What adaptations optimize the jumping muscles of the frog?

Rosie the Ribeter was an exceptional jumper judged by the length of time her record remains unbeaten, but frogs in general are remarkable jumpers. This ability is not due to the molecular structure of their muscles, as the arrangement of sarcomeres is very similar across a wide cross section of animals, and in all cases, the sarcomeres and therefore the muscles only contract by about 25–30 percent of their length. So how can a muscle only a few centimeters long produce a jump of many meters? One answer, which is considered in the experiments described in Investigating Life: What Is the Optimal Resting Position for the Jumping Muscle of the Frog?, involves maximizing force and power.

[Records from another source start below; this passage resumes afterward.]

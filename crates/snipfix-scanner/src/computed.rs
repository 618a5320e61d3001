//! Computed variables and return targets.
//!
//! A computed variable is the target of an assignment whose right side
//! contains a binary arithmetic operator, or of any compound arithmetic
//! assignment. Function-valued right sides never count.

use indexmap::IndexSet;
use once_cell::sync::Lazy;
use regex::Regex;

use crate::reserved::is_reserved;
use crate::source::{is_ident_char, is_member_name, is_standalone};

static ASSIGNMENT: Lazy<Regex> = Lazy::new(|| {
    Regex::new(r"([A-Za-z_$][\w$]*)[ \t]*([-+*/%]?)=([^=>][^;\n{}]*|$)").unwrap()
});
static BINARY_ARITHMETIC: Lazy<Regex> =
    Lazy::new(|| Regex::new(r"[\w$)\]]\s*[-+*/%]\s*[\w$(\[]").unwrap());
static RETURN_IDENT: Lazy<Regex> =
    Lazy::new(|| Regex::new(r"\breturn\s+([A-Za-z_$][\w$]*)\s*;").unwrap());

fn is_function_value(rhs: &str) -> bool {
    let rhs = rhs.trim_start();
    rhs.contains("=>") || rhs.starts_with("function") || rhs.starts_with("async")
}

/// Computed variables of `masked`, distinct, in order of first appearance.
#[must_use]
pub fn computed_variables(masked: &str) -> IndexSet<String> {
    let bytes = masked.as_bytes();
    let mut computed = IndexSet::new();
    for caps in ASSIGNMENT.captures_iter(masked) {
        let Some(name) = caps.get(1) else { continue };
        if name.start() > 0 && is_ident_char(bytes[name.start() - 1]) {
            continue;
        }
        if is_reserved(name.as_str()) || is_member_name(masked, name.start()) {
            continue;
        }
        let compound = caps.get(2).is_some_and(|op| !op.as_str().is_empty());
        let rhs = caps.get(3).map_or("", |m| m.as_str());
        if is_function_value(rhs) {
            continue;
        }
        if compound || BINARY_ARITHMETIC.is_match(rhs) {
            computed.insert(name.as_str().to_string());
        }
    }
    computed
}

/// The first `return <identifier>;` in the snippet.
#[derive(Clone, Debug, PartialEq, Eq)]
pub struct ReturnSite {
    pub name: String,
    /// Byte range of the returned identifier.
    pub start: usize,
    pub end: usize,
}

/// Locate the first `return <identifier>;` in `masked`.
#[must_use]
pub fn first_return(masked: &str) -> Option<ReturnSite> {
    RETURN_IDENT.captures_iter(masked).find_map(|caps| {
        let whole = caps.get(0)?;
        if !is_standalone(masked, whole.start(), whole.start() + "return".len()) {
            return None;
        }
        let name = caps.get(1)?;
        Some(ReturnSite {
            name: name.as_str().to_string(),
            start: name.start(),
            end: name.end(),
        })
    })
}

First, you saw that the resting posture of the frog maintains the sarcomere length where it can generate the maximum force when it contracts. Then by using the measured force/velocity curve, you saw that the velocity of the jump was at the level that maximized the power of the jump. This rather fast velocity of contraction is possible because the jumping muscle contains mostly fast-twitch fibers. As mentioned in the opening story, and further explained in Key Concept 47.3, the legs operate as class 3 levers to move the body mass. Because the legs of the frog are long, the load arms of those levers are long in comparison with the force arms—that is, the length ratio of the load and force arms is high. A frog’s long legs and big feet have another advantage as well. Muscles must have something to exert force against to maximize power, and once the frog leaves the ground, its muscles can no longer generate power. Long legs and feet ensure that as the jumping muscles contract, the feet remain in contact with the ground for a longer time, thus maximizing the power of the jump.

Future directions

Understanding how muscles and skeletal structures work together to generate movements of different types is essential in the growing field of robotics. Robots that repeat the same movement over and over are quite common in manufacturing, but more and more robotic systems are being created to do more variable and complex tasks that mimic and frequently augment the abilities of humans and other animals. For example, robots have been developed to travel over rough terrain, even while carrying heavy loads. Robots have been developed to do household chores such as washing dishes and folding laundry. Robotic systems are improving the functionality of prosthetic limbs for amputees. And melding of robotic systems with normal human functionality is leading to technologies called “exoskeletons” that greatly enhance the physical abilities of humans. The starting point in all of these engineering efforts is a thorough characterization of how the biological musculoskeletal system works.